━━ Records to process ━━

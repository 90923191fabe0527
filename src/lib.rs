//! # joinplan
//!
//! Turns a tree of relations into paginated, batched SQL for six dialects.
//!
//! Each relation of a [`PlanNode`](plan::PlanNode) tree is either joined into its
//! parent's statement or deferred and fetched for all parent rows at once, so a
//! whole tree costs one statement per batched relation instead of one per row.
//! Relay-style connection arguments (`first`, `after`, `last`, `before`) become
//! keyset or offset pagination in whatever form the dialect supports: `LATERAL`
//! on pg, `APPLY` on oracle, `UNION`ed subselects on mariadb and mysql8.
//!
//! ## Quick Example
//!
//! ```rust,ignore
//! use joinplan::prelude::*;
//!
//! let users = PlanNode::new("users", "accounts", "users")
//!     .columns(["id", "email"])
//!     .unique_key(["id"])
//!     .sort_key(vec![OrderColumn::asc("id")])
//!     .arg("first", 10)
//!     .paginated();
//!
//! let planner = Planner::new(DialectName::Pg, PagingSettings::default());
//! let plan = planner.build(&users, &()).await?;
//! // SELECT "users"."id" AS "users__id", ... LIMIT 11 ...
//! ```
//!
//! ## Dialects
//!
//! | Dialect  | Root | Joined | Batched |
//! |----------|------|--------|---------|
//! | pg       | ✓    | ✓      | ✓       |
//! | oracle   | ✓    | ✓      | ✓       |
//! | mariadb  | ✓    |        | ✓       |
//! | mysql8   | ✓    |        | ✓       |
//! | mysql    |      |        |         |
//! | sqlite3  |      |        |         |
//!
//! Unpaginated relations work on every dialect.

pub mod assembler;
pub mod config;
pub mod dialect;
pub mod error;
pub mod executor;
pub mod pagination;
pub mod plan;

pub mod prelude {
    pub use crate::assembler::{Deferred, Planner, QueryPlan};
    pub use crate::config::PlannerConfig;
    pub use crate::dialect::{Dialect, DialectModule, DialectName, Technique};
    pub use crate::error::*;
    pub use crate::executor::{node_columns, Execution, Executor, Row};
    pub use crate::pagination::{
        Cursor, Direction, Order, OrderColumn, Page, PageInfo, Paging, PagingSettings,
    };
    pub use crate::plan::{
        BatchScope, ColumnSelection, Context, JoinHook, Junction, PlanNode, Scalar, SqlBatch,
        WhereHook,
    };
}

/// Read a plan tree from JSON.
///
/// ```
/// let node = joinplan::from_json(r#"{"name": "users", "sqlTable": "accounts", "as": "u"}"#).unwrap();
/// assert_eq!(node.alias, "u");
/// ```
pub fn from_json(input: &str) -> Result<plan::PlanNode, error::PlanError> {
    serde_json::from_str(input).map_err(|e| error::PlanError::plan(e.to_string()))
}
//! Predicate hooks attached to plan nodes.
//!
//! A `where` hook yields an optional condition for one table alias; a join hook
//! yields the condition linking two aliases. Both are async so they can consult
//! external services (authorization, feature flags) before answering.
//!
//! Plan files give hooks as templates:
//!
//! | Hook  | Template                              | Placeholders          |
//! |-------|---------------------------------------|-----------------------|
//! | where | `{table}.deleted_at IS NULL`          | `{table}`             |
//! | join  | `{parent}.id = {child}.author_id`     | `{parent}`, `{child}` |

use std::any::Any;
use std::fmt;
use std::sync::Arc;

use async_trait::async_trait;
use serde::{Deserialize, Deserializer};

use crate::error::BoxError;
use crate::plan::PlanNode;

/// Field arguments of a node, as received from the query.
pub type Args = serde_json::Map<String, serde_json::Value>;

/// Opaque per-request value handed through to every hook.
pub type Context = dyn Any + Send + Sync;

/// Produces a filter condition for a table alias.
#[async_trait]
pub trait WherePredicate: Send + Sync {
    /// `table` is already quoted for the active dialect. `None` adds nothing.
    async fn predicate(
        &self,
        table: &str,
        args: &Args,
        context: &Context,
        node: &PlanNode,
    ) -> Result<Option<String>, BoxError>;
}

/// Produces the condition joining a parent alias to a child alias.
#[async_trait]
pub trait JoinPredicate: Send + Sync {
    async fn condition(
        &self,
        parent: &str,
        child: &str,
        args: &Args,
        context: &Context,
        node: &PlanNode,
    ) -> Result<String, BoxError>;
}

/// Shared handle to a [`WherePredicate`].
#[derive(Clone)]
pub struct WhereHook(Arc<dyn WherePredicate>);

impl WhereHook {
    pub fn new(predicate: impl WherePredicate + 'static) -> Self {
        Self(Arc::new(predicate))
    }

    /// A fixed condition; `{table}` is replaced by the quoted alias.
    pub fn sql(template: impl Into<String>) -> Self {
        Self::new(WhereTemplate(template.into()))
    }

    /// Wrap a synchronous closure.
    pub fn from_fn<F>(f: F) -> Self
    where
        F: Fn(&str, &Args, &Context) -> Result<Option<String>, BoxError> + Send + Sync + 'static,
    {
        Self::new(WhereFn(f))
    }

    pub async fn evaluate(
        &self,
        table: &str,
        args: &Args,
        context: &Context,
        node: &PlanNode,
    ) -> Result<Option<String>, BoxError> {
        let condition = self.0.predicate(table, args, context, node).await?;
        Ok(condition.filter(|c| !c.trim().is_empty()))
    }
}

impl fmt::Debug for WhereHook {
    fn fmt(&self, f: &mut fmt::Formatter<'_>) -> fmt::Result {
        f.write_str("WhereHook")
    }
}

impl<'de> Deserialize<'de> for WhereHook {
    fn deserialize<D: Deserializer<'de>>(deserializer: D) -> Result<Self, D::Error> {
        String::deserialize(deserializer).map(WhereHook::sql)
    }
}

/// Shared handle to a [`JoinPredicate`].
#[derive(Clone)]
pub struct JoinHook(Arc<dyn JoinPredicate>);

impl JoinHook {
    pub fn new(predicate: impl JoinPredicate + 'static) -> Self {
        Self(Arc::new(predicate))
    }

    /// A fixed condition; `{parent}` and `{child}` are replaced by quoted aliases.
    pub fn sql(template: impl Into<String>) -> Self {
        Self::new(JoinTemplate(template.into()))
    }

    pub fn from_fn<F>(f: F) -> Self
    where
        F: Fn(&str, &str, &Args, &Context) -> Result<String, BoxError> + Send + Sync + 'static,
    {
        Self::new(JoinFn(f))
    }

    pub async fn evaluate(
        &self,
        parent: &str,
        child: &str,
        args: &Args,
        context: &Context,
        node: &PlanNode,
    ) -> Result<String, BoxError> {
        self.0.condition(parent, child, args, context, node).await
    }
}

impl fmt::Debug for JoinHook {
    fn fmt(&self, f: &mut fmt::Formatter<'_>) -> fmt::Result {
        f.write_str("JoinHook")
    }
}

impl<'de> Deserialize<'de> for JoinHook {
    fn deserialize<D: Deserializer<'de>>(deserializer: D) -> Result<Self, D::Error> {
        String::deserialize(deserializer).map(JoinHook::sql)
    }
}

struct WhereTemplate(String);

#[async_trait]
impl WherePredicate for WhereTemplate {
    async fn predicate(
        &self,
        table: &str,
        _args: &Args,
        _context: &Context,
        _node: &PlanNode,
    ) -> Result<Option<String>, BoxError> {
        Ok(Some(self.0.replace("{table}", table)))
    }
}

struct JoinTemplate(String);

#[async_trait]
impl JoinPredicate for JoinTemplate {
    async fn condition(
        &self,
        parent: &str,
        child: &str,
        _args: &Args,
        _context: &Context,
        _node: &PlanNode,
    ) -> Result<String, BoxError> {
        Ok(self
            .0
            .replace("{parent}", parent)
            .replace("{child}", child))
    }
}

struct WhereFn<F>(F);

#[async_trait]
impl<F> WherePredicate for WhereFn<F>
where
    F: Fn(&str, &Args, &Context) -> Result<Option<String>, BoxError> + Send + Sync,
{
    async fn predicate(
        &self,
        table: &str,
        args: &Args,
        context: &Context,
        _node: &PlanNode,
    ) -> Result<Option<String>, BoxError> {
        (self.0)(table, args, context)
    }
}

struct JoinFn<F>(F);

#[async_trait]
impl<F> JoinPredicate for JoinFn<F>
where
    F: Fn(&str, &str, &Args, &Context) -> Result<String, BoxError> + Send + Sync,
{
    async fn condition(
        &self,
        parent: &str,
        child: &str,
        args: &Args,
        context: &Context,
        _node: &PlanNode,
    ) -> Result<String, BoxError> {
        (self.0)(parent, child, args, context)
    }
}

#[cfg(test)]
mod tests {
    use super::*;

    #[tokio::test]
    async fn test_where_template() {
        let node = PlanNode::new("posts", "posts", "posts");
        let hook = WhereHook::sql("{table}.archived = FALSE");
        let out = hook
            .evaluate("\"posts\"", &Args::new(), &(), &node)
            .await
            .unwrap();
        assert_eq!(out.as_deref(), Some("\"posts\".archived = FALSE"));
    }

    #[tokio::test]
    async fn test_blank_where_is_dropped() {
        let node = PlanNode::new("posts", "posts", "posts");
        let hook = WhereHook::from_fn(|_, _, _| Ok(Some("  ".to_string())));
        let out = hook
            .evaluate("\"posts\"", &Args::new(), &(), &node)
            .await
            .unwrap();
        assert_eq!(out, None);
    }

    #[tokio::test]
    async fn test_from_fn_sees_context_and_args() {
        let node = PlanNode::new("posts", "posts", "posts");
        let hook = WhereHook::from_fn(|table, args, ctx| {
            let user = ctx.downcast_ref::<i64>().ok_or("missing user")?;
            let status = args.get("status").and_then(|v| v.as_str()).unwrap_or("open");
            Ok(Some(format!("{}.owner = {} AND {}.status = '{}'", table, user, table, status)))
        });
        let mut args = Args::new();
        args.insert("status".into(), "closed".into());
        let out = hook.evaluate("p", &args, &42i64, &node).await.unwrap();
        assert_eq!(out.as_deref(), Some("p.owner = 42 AND p.status = 'closed'"));

        let err = hook.evaluate("p", &args, &"nope", &node).await.unwrap_err();
        assert_eq!(err.to_string(), "missing user");
    }

    #[tokio::test]
    async fn test_join_template_from_json() {
        let node = PlanNode::new("posts", "posts", "posts");
        let hook: JoinHook =
            serde_json::from_str(r#""{parent}.id = {child}.author_id""#).unwrap();
        let out = hook
            .evaluate("\"u\"", "\"p\"", &Args::new(), &(), &node)
            .await
            .unwrap();
        assert_eq!(out, "\"u\".id = \"p\".author_id");
    }
}
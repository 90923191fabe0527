//! Planner configuration from `config.toml`.
//!
//! ```toml
//! dialect = "mariadb"
//! max_page_size = 100
//! default_page_size = 20
//! ```

use std::fs;
use std::path::{Path, PathBuf};

use serde::Deserialize;
use tracing::debug;

use crate::dialect::DialectName;
use crate::error::{PlanError, PlanResult};
use crate::pagination::interpret::PagingSettings;

/// Environment variable naming a config file.
pub const CONFIG_ENV: &str = "JOINPLAN_CONFIG";

#[derive(Debug, Clone, Default, PartialEq, Eq, Deserialize)]
#[serde(default, deny_unknown_fields)]
pub struct PlannerConfig {
    pub dialect: DialectName,
    pub max_page_size: Option<u64>,
    pub default_page_size: Option<u64>,
}

impl PlannerConfig {
    pub fn from_toml(content: &str) -> PlanResult<Self> {
        let config: PlannerConfig =
            toml::from_str(content).map_err(|e| PlanError::Config(e.to_string()))?;
        if let (Some(default), Some(max)) = (config.default_page_size, config.max_page_size) {
            if default > max {
                return Err(PlanError::Config(format!(
                    "default_page_size ({}) exceeds max_page_size ({})",
                    default, max
                )));
            }
        }
        Ok(config)
    }

    pub fn from_file(path: &Path) -> PlanResult<Self> {
        let content = fs::read_to_string(path)?;
        Self::from_toml(&content)
    }

    /// Load from `path`, else `$JOINPLAN_CONFIG`, else the user config directory.
    ///
    /// A missing file at the user config location yields the defaults; a missing
    /// file that was named explicitly is an error.
    pub fn load(path: Option<&Path>) -> PlanResult<Self> {
        if let Some(path) = path {
            debug!(path = %path.display(), "loading config");
            return Self::from_file(path);
        }
        if let Ok(path) = std::env::var(CONFIG_ENV) {
            debug!(%path, "loading config from {}", CONFIG_ENV);
            return Self::from_file(Path::new(&path));
        }
        match default_path() {
            Some(path) if path.exists() => {
                debug!(path = %path.display(), "loading config");
                Self::from_file(&path)
            }
            _ => Ok(Self::default()),
        }
    }

    pub fn settings(&self) -> PagingSettings {
        PagingSettings {
            max_page_size: self.max_page_size,
            default_page_size: self.default_page_size,
        }
    }
}

/// `<config dir>/joinplan/config.toml`.
pub fn default_path() -> Option<PathBuf> {
    dirs::config_dir().map(|p| p.join("joinplan").join("config.toml"))
}
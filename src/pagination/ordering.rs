//! Sort columns, directions and their textual form.
//!
//! Sort specs can be written as JSON lists or as compact text:
//!
//! ```text
//! created_at DESC, id
//! ─────┬──── ──┬─  ─┬
//!      │       │    └── direction defaults to ASC
//!      │       └── ASC | DESC, any case
//!      └── column name
//! ```

use std::fmt;
use std::str::FromStr;

use nom::{
    branch::alt,
    bytes::complete::{tag_no_case, take_while1},
    character::complete::{char, multispace0, multispace1},
    combinator::{all_consuming, map, opt, value},
    multi::separated_list1,
    sequence::{delimited, pair, preceded},
    IResult,
};
use serde::{Deserialize, Deserializer, Serialize};

use crate::error::PlanError;

/// Sort direction.
#[derive(Debug, Clone, Copy, PartialEq, Eq, Default, Serialize, Deserialize)]
#[serde(rename_all = "UPPERCASE")]
pub enum Direction {
    #[default]
    #[serde(alias = "asc")]
    Asc,
    #[serde(alias = "desc")]
    Desc,
}

impl Direction {
    pub fn reversed(self) -> Self {
        match self {
            Direction::Asc => Direction::Desc,
            Direction::Desc => Direction::Asc,
        }
    }

    /// Comparison operator selecting rows that come after a value in this direction.
    pub fn seek_operator(self) -> &'static str {
        match self {
            Direction::Asc => ">",
            Direction::Desc => "<",
        }
    }
}

impl fmt::Display for Direction {
    fn fmt(&self, f: &mut fmt::Formatter<'_>) -> fmt::Result {
        match self {
            Direction::Asc => f.write_str("ASC"),
            Direction::Desc => f.write_str("DESC"),
        }
    }
}

/// One column of an ordering.
#[derive(Debug, Clone, PartialEq, Eq, Serialize, Deserialize)]
pub struct OrderColumn {
    pub column: String,
    #[serde(default)]
    pub direction: Direction,
}

impl OrderColumn {
    pub fn asc(column: impl Into<String>) -> Self {
        Self {
            column: column.into(),
            direction: Direction::Asc,
        }
    }

    pub fn desc(column: impl Into<String>) -> Self {
        Self {
            column: column.into(),
            direction: Direction::Desc,
        }
    }
}

/// An ordering bound to the table alias its columns live on.
#[derive(Debug, Clone, PartialEq, Eq)]
pub struct Order {
    pub table: String,
    pub columns: Vec<OrderColumn>,
}

impl Order {
    pub fn new(table: impl Into<String>, columns: Vec<OrderColumn>) -> Self {
        Self {
            table: table.into(),
            columns,
        }
    }

    /// Render as an ORDER BY list, e.g. `"posts"."id" ASC, "posts"."title" DESC`.
    pub fn to_sql(&self, quote: impl Fn(&str) -> String) -> String {
        let table = quote(&self.table);
        self.columns
            .iter()
            .map(|c| format!("{}.{} {}", table, quote(&c.column), c.direction))
            .collect::<Vec<_>>()
            .join(", ")
    }
}

/// Parse a textual sort spec such as `created_at DESC, id`.
pub fn parse_sort_spec(input: &str) -> Result<Vec<OrderColumn>, PlanError> {
    match all_consuming(sort_spec)(input.trim()) {
        Ok((_, columns)) => Ok(columns),
        Err(e) => Err(PlanError::plan(format!(
            "cannot parse sort spec '{}': {:?}",
            input, e
        ))),
    }
}

fn sort_spec(input: &str) -> IResult<&str, Vec<OrderColumn>> {
    separated_list1(
        delimited(multispace0, char(','), multispace0),
        order_column,
    )(input)
}

fn order_column(input: &str) -> IResult<&str, OrderColumn> {
    map(
        pair(identifier, opt(preceded(multispace1, direction))),
        |(column, direction)| OrderColumn {
            column: column.to_string(),
            direction: direction.unwrap_or_default(),
        },
    )(input)
}

fn identifier(input: &str) -> IResult<&str, &str> {
    take_while1(|c: char| c.is_alphanumeric() || c == '_' || c == '$')(input)
}

fn direction(input: &str) -> IResult<&str, Direction> {
    alt((
        value(Direction::Desc, tag_no_case("desc")),
        value(Direction::Asc, tag_no_case("asc")),
    ))(input)
}

/// Newtype so a sort spec can be parsed with `str::parse`.
#[derive(Debug, Clone, PartialEq, Eq)]
pub struct SortSpec(pub Vec<OrderColumn>);

impl FromStr for SortSpec {
    type Err = PlanError;

    fn from_str(s: &str) -> Result<Self, Self::Err> {
        parse_sort_spec(s).map(SortSpec)
    }
}

/// Deserialize an optional ordering given either as text or as a list of columns.
pub fn deserialize_ordering<'de, D>(deserializer: D) -> Result<Option<Vec<OrderColumn>>, D::Error>
where
    D: Deserializer<'de>,
{
    #[derive(Deserialize)]
    #[serde(untagged)]
    enum Repr {
        Text(String),
        Columns(Vec<OrderColumn>),
    }

    match Option::<Repr>::deserialize(deserializer)? {
        None => Ok(None),
        Some(Repr::Columns(columns)) => Ok(Some(columns)),
        Some(Repr::Text(text)) => parse_sort_spec(&text)
            .map(Some)
            .map_err(serde::de::Error::custom),
    }
}
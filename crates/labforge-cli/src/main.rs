//! # labforge — virtual lab CLI
//!
//! Compiles a declarative lab definition into a deployment descriptor
//! and drives the container orchestrator that realizes it.

mod commands;

use clap::Parser;

use crate::commands::Cli;

fn main() -> anyhow::Result<()> {
    tracing_subscriber::fmt()
        .with_env_filter(
            tracing_subscriber::EnvFilter::from_default_env()
        )
        .init();

    let cli = Cli::parse();
    commands::execute(cli)
}
//! Per-node resolution: replica fan-out and the addressing policy.
//!
//! For each node the resolver applies the four-case policy:
//!
//! 1. replicated + explicit address — error.
//! 2. replicated + sub-subnet — allocate from the sub-subnet if it is
//!    contained in the lab subnet, error otherwise; without a
//!    sub-subnet, allocate from the lab subnet.
//! 3. single + explicit address — commit it if it is free and inside
//!    the lab subnet, error otherwise.
//! 4. single + no address — allocate one from the lab subnet.
//!
//! Every allocated or pinned address is committed into one shared
//! [`AddressPool`] so later nodes cannot collide with earlier ones.

use std::collections::BTreeMap;
use std::net::Ipv4Addr;

use labforge_common::constants::{ENTRYPOINT_SHELL, WORKSPACE_DIR, WORKSPACE_VOLUME};
use labforge_common::error::{LabError, Result};

use crate::descriptor::{NetworkDefinition, ServiceBinding, ServiceRecord};
use crate::ipam::{self, AddressPool};
use crate::node::{NodeDefinition, NodeSource};
use crate::reader::LabTopology;

/// Resolves every node of `lab` into service records bound to
/// `network`.
///
/// Nodes are processed in name order, which makes address allocation
/// deterministic for a given document.
///
/// # Errors
///
/// Returns [`LabError::Node`] for any policy violation and
/// [`LabError::PoolExhausted`] when a subnet runs out of addresses.
pub fn resolve_nodes(
    lab: &LabTopology,
    network: &NetworkDefinition,
) -> Result<BTreeMap<String, ServiceRecord>> {
    let mut pool = AddressPool::new();
    let mut services = BTreeMap::new();

    for (name, node) in &lab.nodes {
        tracing::debug!(node = %name, replicas = node.replicas, "resolving node");
        if node.replicas > 1 {
            resolve_replicated(lab, network, name, node, &mut pool, &mut services)?;
        } else {
            resolve_single(lab, network, name, node, &mut pool, &mut services)?;
        }
    }

    Ok(services)
}

fn resolve_replicated(
    lab: &LabTopology,
    network: &NetworkDefinition,
    name: &str,
    node: &NodeDefinition,
    pool: &mut AddressPool,
    services: &mut BTreeMap<String, ServiceRecord>,
) -> Result<()> {
    if node.address.is_some() {
        return Err(node_err(name, "a replicated node cannot pin a single address"));
    }

    let scope = match node.subnet {
        Some(sub) => {
            if !lab.subnet.contains(&sub) {
                return Err(node_err(
                    name,
                    &format!("sub-subnet {sub} escapes the lab range {}", lab.subnet),
                ));
            }
            sub
        }
        None => lab.subnet,
    };

    let count = node.replicas as usize;
    let addrs = ipam::allocate(scope, pool.as_set(), count)?;
    pool.commit(addrs.iter().copied());

    for (i, addr) in addrs.into_iter().enumerate() {
        let mut record = base_record(node);
        record.environment = vec![format!("REPLICA_ID={i}")];
        bind(&mut record, network, addr);
        let _ = services.insert(format!("{name}_{i}"), record);
    }
    Ok(())
}

fn resolve_single(
    lab: &LabTopology,
    network: &NetworkDefinition,
    name: &str,
    node: &NodeDefinition,
    pool: &mut AddressPool,
    services: &mut BTreeMap<String, ServiceRecord>,
) -> Result<()> {
    let addr = match node.address {
        Some(ip) => {
            if pool.contains(ip) {
                return Err(node_err(name, &format!("duplicate address: {ip}")));
            }
            if !lab.subnet.contains(&ip) {
                return Err(node_err(
                    name,
                    &format!("address {ip} is outside the lab range {}", lab.subnet),
                ));
            }
            ip
        }
        None => ipam::allocate(lab.subnet, pool.as_set(), 1)?[0],
    };
    pool.commit([addr]);

    let mut record = base_record(node);
    bind(&mut record, network, addr);
    let _ = services.insert(name.to_owned(), record);
    Ok(())
}

fn base_record(node: &NodeDefinition) -> ServiceRecord {
    let (build, image) = match &node.source {
        NodeSource::Build(path) => (Some(path.clone()), None),
        NodeSource::Image(reference) => (None, Some(reference.clone())),
    };
    ServiceRecord {
        build,
        image,
        depends_on: node.needs.clone(),
        entrypoint: node
            .script
            .as_ref()
            .map(|s| format!("{ENTRYPOINT_SHELL} {WORKSPACE_DIR}/{s}")),
        environment: Vec::new(),
        volumes: vec![WORKSPACE_VOLUME.to_owned()],
        networks: BTreeMap::new(),
    }
}

fn bind(record: &mut ServiceRecord, network: &NetworkDefinition, addr: Ipv4Addr) {
    let _ = record
        .networks
        .insert(network.name.clone(), ServiceBinding { ipv4_address: addr });
}

fn node_err(node: &str, message: &str) -> LabError {
    LabError::Node {
        node: node.to_owned(),
        message: message.to_owned(),
    }
}

#[cfg(test)]
mod tests {
    use ipnet::Ipv4Net;

    use super::*;
    use crate::descriptor::Provision;

    fn lab(subnet: &str, nodes: &[(&str, &str)]) -> LabTopology {
        let mut map = BTreeMap::new();
        for (name, yaml) in nodes {
            let value: serde_yaml::Value = serde_yaml::from_str(yaml).expect("valid yaml");
            let node = NodeDefinition::parse(name, &value).expect("valid node");
            let _ = map.insert((*name).to_owned(), node);
        }
        LabTopology {
            name: "mylab".to_owned(),
            subnet: subnet.parse::<Ipv4Net>().expect("subnet"),
            nodes: map,
        }
    }

    fn network() -> NetworkDefinition {
        NetworkDefinition {
            name: "mylab_network".to_owned(),
            subnet: "192.168.0.0/24".parse().expect("subnet"),
            provision: Provision::External,
        }
    }

    fn bound_address(record: &ServiceRecord) -> Ipv4Addr {
        record.networks["mylab_network"].ipv4_address
    }

    #[test]
    fn single_node_gets_first_free_address() {
        let services = resolve_nodes(&lab("192.168.0.0/24", &[("n1", "image: a")]), &network())
            .expect("should resolve");
        assert_eq!(
            bound_address(&services["n1"]),
            "192.168.0.2".parse::<Ipv4Addr>().expect("addr"),
        );
    }

    #[test]
    fn explicit_address_is_committed() {
        let services = resolve_nodes(
            &lab("192.168.0.0/24", &[("n1", "image: a\nip: 192.168.0.5"), ("n2", "image: b")]),
            &network(),
        )
        .expect("should resolve");
        assert_eq!(
            bound_address(&services["n1"]),
            "192.168.0.5".parse::<Ipv4Addr>().expect("addr"),
        );
        // n2's automatic allocation must not collide with n1's pin.
        assert_ne!(bound_address(&services["n2"]), bound_address(&services["n1"]));
    }

    #[test]
    fn duplicate_explicit_address_fails() {
        let err = resolve_nodes(
            &lab(
                "192.168.0.0/24",
                &[("n1", "image: a\nip: 192.168.0.5"), ("n2", "image: b\nip: 192.168.0.5")],
            ),
            &network(),
        )
        .unwrap_err();
        match err {
            LabError::Node { node, message } => {
                assert_eq!(node, "n2");
                assert!(message.contains("duplicate"), "got: {message}");
            }
            other => panic!("expected Node error, got {other}"),
        }
    }

    #[test]
    fn explicit_address_outside_lab_range_fails() {
        let err = resolve_nodes(
            &lab("192.168.0.0/24", &[("n1", "image: a\nip: 10.0.0.5")]),
            &network(),
        )
        .unwrap_err();
        assert!(err.to_string().contains("outside the lab range"), "got: {err}");
    }

    #[test]
    fn replicated_node_fans_out_with_distinct_addresses() {
        let services = resolve_nodes(
            &lab("192.168.0.0/24", &[("n1", "image: a\nreplicas: 3")]),
            &network(),
        )
        .expect("should resolve");
        assert_eq!(services.len(), 3);
        let mut seen = std::collections::BTreeSet::new();
        for i in 0..3 {
            let record = &services[&format!("n1_{i}")];
            assert_eq!(record.environment, vec![format!("REPLICA_ID={i}")]);
            assert!(seen.insert(bound_address(record)), "address reused");
        }
    }

    #[test]
    fn huge_replica_count_reports_pool_exhaustion() {
        let err = resolve_nodes(
            &lab("192.168.0.0/29", &[("n1", "image: a\nreplicas: 4000000000")]),
            &network(),
        )
        .unwrap_err();
        assert!(matches!(err, LabError::PoolExhausted { .. }), "got: {err}");
    }

    #[test]
    fn replicated_node_with_pinned_address_fails() {
        let err = resolve_nodes(
            &lab("192.168.0.0/24", &[("n1", "image: a\nreplicas: 3\nip: 192.168.0.5")]),
            &network(),
        )
        .unwrap_err();
        assert!(err.to_string().contains("cannot pin"), "got: {err}");
    }

    #[test]
    fn replicas_draw_from_contained_sub_subnet() {
        let sub: Ipv4Net = "192.168.0.64/28".parse().expect("subnet");
        let services = resolve_nodes(
            &lab("192.168.0.0/24", &[("n1", "image: a\nreplicas: 2\nnetwork: 192.168.0.64/28")]),
            &network(),
        )
        .expect("should resolve");
        for record in services.values() {
            assert!(sub.contains(&bound_address(record)));
        }
    }

    #[test]
    fn sub_subnet_escaping_lab_range_fails() {
        let err = resolve_nodes(
            &lab("192.168.0.0/24", &[("n1", "image: a\nreplicas: 2\nnetwork: 10.0.0.0/28")]),
            &network(),
        )
        .unwrap_err();
        assert!(err.to_string().contains("escapes the lab range"), "got: {err}");
    }

    #[test]
    fn build_node_emits_build_clause_and_entrypoint() {
        let services = resolve_nodes(
            &lab("192.168.0.0/24", &[("n1", "build: ./router\nscript: start.sh\nneeds: [n2]")]),
            &network(),
        )
        .expect("should resolve");
        let record = &services["n1"];
        assert_eq!(record.build.as_deref(), Some("./router"));
        assert!(record.image.is_none());
        assert_eq!(record.entrypoint.as_deref(), Some("/bin/bash /workspace/start.sh"));
        assert_eq!(record.depends_on, vec!["n2".to_owned()]);
        assert_eq!(record.volumes, vec![WORKSPACE_VOLUME.to_owned()]);
    }

    #[test]
    fn later_nodes_cannot_collide_with_replica_allocations() {
        let services = resolve_nodes(
            &lab("192.168.0.0/29", &[("a", "image: a\nreplicas: 3"), ("b", "image: b")]),
            &network(),
        )
        .expect("should resolve");
        let mut seen = std::collections::BTreeSet::new();
        for record in services.values() {
            assert!(seen.insert(bound_address(record)), "address reused");
        }
    }
}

━━━

■ **What you need to do**
The answer must consist of every line in the records above that contains the word "NodeSource".

■ **Task result**
use crate::node::{NodeDefinition, NodeSource};
        NodeSource::Build(path) => (Some(path.clone()), None),
        NodeSource::Image(reference) => (None, Some(reference.clone())),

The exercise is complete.